Optimization of DNA delivery by three classes of hybrid nanoparticle/DNA complexes

Abstract

Plasmid DNA encoding a luciferase reporter gene was complexed with each of six different hybrid nanoparticles (NPs) synthesized from mixtures of poly (D, L-lactide-co-glycolide acid) (PLGA 50:50) and the cationic lipids DOTAP (1, 2-Dioleoyl-3-Trimethyammonium-Propane) or DC-Chol {3β-[N-(N', N'-Dimethylaminoethane)-carbamyl] Cholesterol}. Particles were 100-400 nm in diameter and the resulting complexes had DNA adsorbed on the surface (out), encapsulated (in), or DNA adsorbed and encapsulated (both). A luciferase reporter assay was used to quantify DNA expression in 293 cells for the uptake of six different NP/DNA complexes.
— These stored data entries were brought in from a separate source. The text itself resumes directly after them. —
fn results_panel(session: &ResultSession) -> Element<'_, Message> {
    let choices = scene_choices(session);
    let selected = session
        .selection()
        .current()
        .and_then(|index| choices.get(index).cloned());

    let current = session.selection().current();
    let len = session.selection().len();
    let selector = row![
        button(text("‹ Previous"))
            .on_press_maybe(current.is_some_and(|i| i > 0).then_some(Message::PreviousScene)),
        pick_list(choices, selected, Message::SceneSelected)
            .placeholder("Select Scene")
            .width(Length::Fill),
        button(text("Next ›"))
            .on_press_maybe(current.is_some_and(|i| i + 1 < len).then_some(Message::NextScene)),
    ]
    .spacing(8)
    .align_y(Alignment::Center);

    let fields: Element<'_, Message> = match session.selected_view() {
        Some(view) => block_fields(view),
        None => text("The service returned no content blocks.").into(),
    };

    let transcripts =
        Column::with_children(session.transcripts().into_iter().map(transcript_section))
            .spacing(12);

    scrollable(
        column![
            text("Video Analysis Results").size(24),
            text("Select Scene").size(14),
            selector,
            fields,
            horizontal_rule(1),
            scrollable(transcripts).height(Length::Fixed(300.0)),
        ]
        .spacing(12),
    )
    .height(Length::Fill)
    .into()
}

fn palette_color(color: PaletteColor) -> Color {
    let (r, g, b) = color.rgb;
    Color::from_rgb8(r, g, b)
}

fn block_fields(view: BlockView) -> Element<'static, Message> {
    let bold = Font {
        weight: font::Weight::Bold,
        ..Font::DEFAULT
    };

    view.fields
        .into_iter()
        .fold(
            Column::new().spacing(8).push(text(view.title).size(18).font(bold)),
            |col, field| {
                col.push(
                    row![
                        text(format!("{}:", field.name))
                            .color(palette_color(field.color))
                            .font(bold),
                        text(field.value),
                    ]
                    .spacing(6),
                )
            },
        )
        .into()
}

fn transcript_section(section: TranscriptSection) -> Element<'static, Message> {
    column![
        text(section.heading).size(18),
        text(section.text),
        horizontal_rule(1),
    ]
    .spacing(6)
    .into()
}

#[cfg(test)]
mod tests {
    use super::*;

    fn app() -> App {
        let service = HttpAnalysisService::new(&ServiceConfig::default()).unwrap();
        App::with_service(Some(service), None)
    }

    fn in_flight_id(app: &App) -> Uuid {
        match app.workflow.state() {
            SubmissionState::InFlight { id } => *id,
            other => panic!("not in flight: {other:?}"),
        }
    }

    fn two_scenes() -> Arc<AnalysisResult> {
        Arc::new(
            serde_json::from_str(
                r#"{"contents": [{"fields": {"a": {"valueString": "x"}}}, {"markdown": "hi"}]}"#,
            )
            .unwrap(),
        )
    }

    #[test]
    fn analyze_without_schema_shows_notice() {
        let mut app = app();
        let _ = app.update(Message::VideoPicked(Some(PathBuf::from("clip.mp4"))));
        let _ = app.update(Message::Analyze);

        assert!(app.notice.as_deref().unwrap().contains("schema file"));
        assert_eq!(app.workflow.state(), &SubmissionState::Idle);
    }

    #[test]
    fn cancelled_picker_keeps_selection() {
        let mut app = app();
        let _ = app.update(Message::VideoPicked(Some(PathBuf::from("clip.mp4"))));
        let _ = app.update(Message::VideoPicked(None));
        assert_eq!(app.workflow.video().unwrap().file_name(), "clip.mp4");
    }

    #[test]
    fn analysis_round_trip_switches_layout() {
        let mut app = app();
        let _ = app.update(Message::VideoPicked(Some(PathBuf::from("clip.mp4"))));
        let _ = app.update(Message::SchemaPicked(Some(PathBuf::from("schema.json"))));
        let _ = app.update(Message::Analyze);
        assert!(!app.workflow.can_submit());

        let id = in_flight_id(&app);
        let _ = app.update(Message::Analyzed(id, Ok(two_scenes())));
        assert_eq!(app.workflow.layout(), Layout::Split);

        let _ = app.update(Message::SceneSelected(SceneChoice {
            index: 1,
            title: "Content 2".to_string(),
        }));
        let session = app.workflow.session().unwrap();
        assert_eq!(session.selection().current(), Some(1));
        assert_eq!(
            scene_choices(session)
                .iter()
                .map(ToString::to_string)
                .collect::<Vec<_>>(),
            ["Content 1", "Content 2"]
        );
    }

    #[test]
    fn previous_and_next_step_through_scenes() {
        let mut app = app();
        let _ = app.update(Message::VideoPicked(Some(PathBuf::from("clip.mp4"))));
        let _ = app.update(Message::SchemaPicked(Some(PathBuf::from("schema.json"))));
        let _ = app.update(Message::Analyze);
        let id = in_flight_id(&app);
        let _ = app.update(Message::Analyzed(id, Ok(two_scenes())));

        let current = |app: &App| app.workflow.session().unwrap().selection().current();
        let _ = app.update(Message::PreviousScene);
        assert_eq!(current(&app), Some(0));
        let _ = app.update(Message::NextScene);
        assert_eq!(current(&app), Some(1));
        let _ = app.update(Message::NextScene);
        assert_eq!(current(&app), Some(1));
        let _ = app.update(Message::PreviousScene);
        assert_eq!(current(&app), Some(0));
    }

    #[test]
    fn picking_a_video_shows_its_preview() {
        let mut app = app();
        assert!(app.video_preview.is_none());

        let _ = app.update(Message::VideoPicked(Some(PathBuf::from("/nonexistent/talk.mov"))));
        let preview = app.video_preview.as_ref().unwrap();
        assert_eq!(preview.file_name, "talk.mov");
        assert_eq!(preview.mime, "video/quicktime");

        let _ = app.update(Message::VideoPicked(None));
        assert_eq!(app.video_preview.as_ref().unwrap().file_name, "talk.mov");
    }

    #[test]
    fn failed_analysis_can_be_dismissed() {
        let mut app = app();
        let _ = app.update(Message::VideoPicked(Some(PathBuf::from("clip.mp4"))));
        let _ = app.update(Message::SchemaPicked(Some(PathBuf::from("schema.json"))));
        let _ = app.update(Message::Analyze);

        let id = in_flight_id(&app);
        let _ = app.update(Message::Analyzed(id, Err("connection refused".to_string())));
        assert!(matches!(app.workflow.state(), SubmissionState::Failed { .. }));
        assert_eq!(app.workflow.layout(), Layout::UploadOnly);

        let _ = app.update(Message::DismissError);
        assert_eq!(app.workflow.state(), &SubmissionState::Idle);
    }
}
Optimal DNA delivery occurred for 105 cells over a range of 500 ng - 10 μg of NPs containing 20-30 μg DNA per 1 mg of NPs. Uptake of DNA from NP/DNA complexes was found to be 500-600 times as efficient as unbound DNA. Regression analysis was performed and lines were drawn for DNA uptake over a four week interval. NP/DNA complexes with adsorbed NPs (out) showed a large initial uptake followed by a steep slope of DNA decline and large angle of declination; lines from uptake of adsorbed and encapsulated NPs (both) also exhibited a large initial uptake but was followed by a gradual slope of DNA decline and small angle of declination, indicating longer times of luciferase expression in 293 cells. NPs with encapsulated DNA only (in), gave an intermediate activity. The latter two effects were best seen with DOTAP-NPs while the former was best seen with DC-Chol-NPs. These results provide optimal conditions for using different hybrid NP/DNA complexes in vitro and in the future, will be tested in vivo.